I've been kicking around the idea of adding this feature as a section of the site, but it wouldn't be updated often enough to keep in interesting. So I've decided to periodically do this in the castings section.

The premise is this; take the movies of Pagandom, or associated with Pagandom, and review them, both as a Wiccan and as a movie fan. (Almost three years at a video store turned me into something of a movie critic.) Two separate reviews.

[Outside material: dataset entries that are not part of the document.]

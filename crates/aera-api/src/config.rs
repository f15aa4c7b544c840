//! Server configuration from environment variables.

use axum::http::HeaderValue;
use tracing::warn;
use uuid::Uuid;

use aera_core::defaults;

/// Settings for the HTTP server and its storage.
///
/// Provider settings are read separately by each backend's `from_env()`.
#[derive(Debug, Clone)]
pub struct AppConfig {
    pub host: String,
    pub port: u16,
    pub database_url: String,
    /// Root directory for uploaded objects.
    pub storage_path: String,
    /// HMAC key for signed object URLs.
    pub storage_signing_secret: String,
    /// Prefix for signed URLs handed to clients.
    pub public_base_url: String,
    pub rate_limit_enabled: bool,
    pub rate_limit_requests: u64,
    pub rate_limit_period_secs: u64,
    pub allowed_origins: Vec<String>,
    pub max_body_bytes: usize,
    pub reprocess_delay_min_ms: u64,
    pub reprocess_delay_max_ms: u64,
}

impl Default for AppConfig {
    fn default() -> Self {
        Self {
            host: "0.0.0.0".to_string(),
            port: defaults::SERVER_PORT,
            database_url: "postgres://localhost/aera".to_string(),
            storage_path: "./data/objects".to_string(),
            storage_signing_secret: String::new(),
            public_base_url: format!("http://localhost:{}", defaults::SERVER_PORT),
            rate_limit_enabled: true,
            rate_limit_requests: defaults::RATE_LIMIT_REQUESTS,
            rate_limit_period_secs: defaults::RATE_LIMIT_PERIOD_SECS,
            allowed_origins: vec!["http://localhost:3000".to_string()],
            max_body_bytes: defaults::MAX_BODY_SIZE_BYTES,
            reprocess_delay_min_ms: defaults::REPROCESS_DELAY_MIN_MS,
            reprocess_delay_max_ms: defaults::REPROCESS_DELAY_MAX_MS,
        }
    }
}

fn env_or<T: std::str::FromStr>(key: &str, default: T) -> T {
    std::env::var(key)
        .ok()
        .and_then(|v| v.trim().parse().ok())
        .unwrap_or(default)
}

impl AppConfig {
    /// Read settings, falling back to [`AppConfig::default`] per field.
    ///
    /// A missing `STORAGE_SIGNING_SECRET` gets a random per-process key, so
    /// signed URLs stop working across restarts.
    pub fn from_env() -> Self {
        let base = Self::default();
        let port = env_or("PORT", base.port);

        let storage_signing_secret = match std::env::var("STORAGE_SIGNING_SECRET") {
            Ok(secret) if !secret.trim().is_empty() => secret,
            _ => {
                warn!(
                    subsystem = "api",
                    "STORAGE_SIGNING_SECRET not set, using an ephemeral key"
                );
                format!("{}{}", Uuid::new_v4().simple(), Uuid::new_v4().simple())
            }
        };

        let allowed_origins = std::env::var("CORS_ALLOWED_ORIGINS")
            .ok()
            .map(|raw| {
                raw.split(',')
                    .map(str::trim)
                    .filter(|s| !s.is_empty())
                    .map(str::to_string)
                    .collect::<Vec<_>>()
            })
            .filter(|list| !list.is_empty())
            .unwrap_or(base.allowed_origins);

        Self {
            host: std::env::var("HOST").unwrap_or(base.host),
            port,
            database_url: std::env::var("DATABASE_URL").unwrap_or(base.database_url),
            storage_path: std::env::var("STORAGE_PATH").unwrap_or(base.storage_path),
            storage_signing_secret,
            public_base_url: std::env::var("PUBLIC_BASE_URL")
                .unwrap_or_else(|_| format!("http://localhost:{}", port)),
            rate_limit_enabled: std::env::var("RATE_LIMIT_ENABLED")
                .map(|v| v != "false" && v != "0")
                .unwrap_or(base.rate_limit_enabled),
            rate_limit_requests: env_or("RATE_LIMIT_REQUESTS", base.rate_limit_requests),
            rate_limit_period_secs: env_or("RATE_LIMIT_PERIOD_SECS", base.rate_limit_period_secs),
            allowed_origins,
            max_body_bytes: env_or("MAX_BODY_SIZE_BYTES", base.max_body_bytes),
            reprocess_delay_min_ms: env_or("REPROCESS_DELAY_MIN_MS", base.reprocess_delay_min_ms),
            reprocess_delay_max_ms: env_or("REPROCESS_DELAY_MAX_MS", base.reprocess_delay_max_ms),
        }
    }

    /// Allowed CORS origins as header values; unparsable entries are skipped.
    pub fn cors_origins(&self) -> Vec<HeaderValue> {
        self.allowed_origins
            .iter()
            .filter_map(|origin| match origin.parse::<HeaderValue>() {
                Ok(v) => Some(v),
                Err(e) => {
                    warn!(subsystem = "api", origin = %origin, error = %e, "Invalid CORS origin");
                    None
                }
            })
            .collect()
    }
}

Rather than elaborate, I'll demonstrate. We'll start with Hocus Pocus.

Hocus Pocus (1993)
Director: Kenny Ortega
Written by: Neil Cuthbert
Starring: Bette Midler, Kathy Najimy, Sarah Jessica Parker, Thora Birch
Cinematic Rating:
Somewhere between festering and putrid.
Wiccan Rating:
Huh?

Pagan Review: This was the most offensi-- oh wait, I've got it backwards. This movie didn't offend me as a Pagan. Yes, they were calling themselves witches, and yes, they worshipped Satan and ate children. Yes, this is a bad stereotype that I really wish never existed.

But the fact remains that this stereotype has been around for a very long time and the legends are a part of our culture. As a result, it's pretty unreasonable for us to expect storytellers to pretend it doesn't exist. This was not a statement about us, it was an attempt at a fun movie.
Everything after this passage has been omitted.